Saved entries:
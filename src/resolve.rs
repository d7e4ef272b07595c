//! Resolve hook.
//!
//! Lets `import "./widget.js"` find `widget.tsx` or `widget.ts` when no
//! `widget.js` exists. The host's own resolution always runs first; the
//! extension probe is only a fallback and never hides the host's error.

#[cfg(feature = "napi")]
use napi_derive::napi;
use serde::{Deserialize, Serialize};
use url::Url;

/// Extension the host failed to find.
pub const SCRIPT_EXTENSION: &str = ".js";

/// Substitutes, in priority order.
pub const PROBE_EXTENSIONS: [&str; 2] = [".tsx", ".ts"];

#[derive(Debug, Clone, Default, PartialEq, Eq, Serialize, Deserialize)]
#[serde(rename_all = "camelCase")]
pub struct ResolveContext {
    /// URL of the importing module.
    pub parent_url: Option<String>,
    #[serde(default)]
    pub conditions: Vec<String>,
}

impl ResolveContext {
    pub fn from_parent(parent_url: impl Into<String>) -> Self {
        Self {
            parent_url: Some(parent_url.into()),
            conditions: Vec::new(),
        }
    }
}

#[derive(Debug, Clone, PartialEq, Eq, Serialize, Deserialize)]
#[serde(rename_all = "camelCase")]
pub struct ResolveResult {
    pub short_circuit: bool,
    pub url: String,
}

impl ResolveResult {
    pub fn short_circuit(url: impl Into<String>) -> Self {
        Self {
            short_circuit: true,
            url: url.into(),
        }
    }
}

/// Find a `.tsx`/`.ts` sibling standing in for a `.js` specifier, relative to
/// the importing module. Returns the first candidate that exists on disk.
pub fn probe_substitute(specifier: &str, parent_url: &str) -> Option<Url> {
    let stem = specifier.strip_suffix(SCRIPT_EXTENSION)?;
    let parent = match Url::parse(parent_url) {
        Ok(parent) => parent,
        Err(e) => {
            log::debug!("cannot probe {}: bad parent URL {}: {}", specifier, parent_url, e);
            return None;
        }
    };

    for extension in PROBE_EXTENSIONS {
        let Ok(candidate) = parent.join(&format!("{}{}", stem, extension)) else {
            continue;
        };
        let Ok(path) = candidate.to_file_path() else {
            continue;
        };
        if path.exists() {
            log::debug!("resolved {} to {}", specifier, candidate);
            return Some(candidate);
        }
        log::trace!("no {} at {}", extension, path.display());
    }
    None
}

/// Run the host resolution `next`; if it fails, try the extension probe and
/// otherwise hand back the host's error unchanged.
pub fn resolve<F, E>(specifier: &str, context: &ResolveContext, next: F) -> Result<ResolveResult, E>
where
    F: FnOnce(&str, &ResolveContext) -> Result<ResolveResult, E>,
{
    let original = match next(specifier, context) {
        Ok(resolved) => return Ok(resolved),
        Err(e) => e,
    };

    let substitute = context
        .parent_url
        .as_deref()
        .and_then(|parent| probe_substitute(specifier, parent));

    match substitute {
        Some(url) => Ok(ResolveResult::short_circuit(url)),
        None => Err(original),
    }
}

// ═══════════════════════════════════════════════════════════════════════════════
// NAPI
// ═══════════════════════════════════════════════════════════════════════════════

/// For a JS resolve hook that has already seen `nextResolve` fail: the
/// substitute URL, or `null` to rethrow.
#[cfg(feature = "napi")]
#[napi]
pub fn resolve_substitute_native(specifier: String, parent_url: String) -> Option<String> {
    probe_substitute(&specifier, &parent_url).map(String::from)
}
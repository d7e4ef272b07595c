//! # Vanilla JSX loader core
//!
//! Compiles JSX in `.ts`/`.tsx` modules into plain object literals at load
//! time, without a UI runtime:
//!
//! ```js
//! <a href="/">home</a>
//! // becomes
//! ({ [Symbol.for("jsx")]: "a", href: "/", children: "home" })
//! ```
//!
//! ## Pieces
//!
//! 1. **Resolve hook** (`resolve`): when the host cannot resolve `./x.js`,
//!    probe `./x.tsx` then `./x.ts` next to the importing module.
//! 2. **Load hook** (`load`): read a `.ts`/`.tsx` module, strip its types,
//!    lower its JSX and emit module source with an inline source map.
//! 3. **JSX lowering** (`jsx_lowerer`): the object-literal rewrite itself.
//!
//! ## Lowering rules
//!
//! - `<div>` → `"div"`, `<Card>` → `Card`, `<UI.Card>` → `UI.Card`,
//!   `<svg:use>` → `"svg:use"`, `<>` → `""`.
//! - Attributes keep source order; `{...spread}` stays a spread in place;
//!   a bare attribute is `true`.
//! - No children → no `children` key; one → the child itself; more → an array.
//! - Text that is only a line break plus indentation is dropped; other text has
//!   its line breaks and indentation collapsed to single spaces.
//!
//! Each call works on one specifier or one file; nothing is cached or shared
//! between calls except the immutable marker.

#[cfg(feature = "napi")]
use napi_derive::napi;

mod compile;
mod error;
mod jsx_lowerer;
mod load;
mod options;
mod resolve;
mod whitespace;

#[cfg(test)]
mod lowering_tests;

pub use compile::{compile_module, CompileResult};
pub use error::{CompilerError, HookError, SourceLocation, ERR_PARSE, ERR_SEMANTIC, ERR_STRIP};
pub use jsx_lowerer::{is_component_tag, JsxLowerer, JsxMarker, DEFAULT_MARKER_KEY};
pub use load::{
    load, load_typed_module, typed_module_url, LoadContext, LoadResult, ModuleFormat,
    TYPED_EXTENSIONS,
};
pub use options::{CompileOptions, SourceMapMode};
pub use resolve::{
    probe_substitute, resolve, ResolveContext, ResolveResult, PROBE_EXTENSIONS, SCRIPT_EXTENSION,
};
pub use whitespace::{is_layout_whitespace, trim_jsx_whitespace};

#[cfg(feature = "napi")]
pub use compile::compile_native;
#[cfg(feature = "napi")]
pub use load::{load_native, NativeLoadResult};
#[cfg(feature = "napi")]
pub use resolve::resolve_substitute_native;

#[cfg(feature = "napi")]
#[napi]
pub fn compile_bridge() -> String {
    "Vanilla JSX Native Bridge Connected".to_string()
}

> [Exercise aim]: Copy all the lines from the data above that hold the word "else".

> [Task output]:
        let Ok(candidate) = parent.join(&format!("{}{}", stem, extension)) else {
        let Ok(path) = candidate.to_file_path() else {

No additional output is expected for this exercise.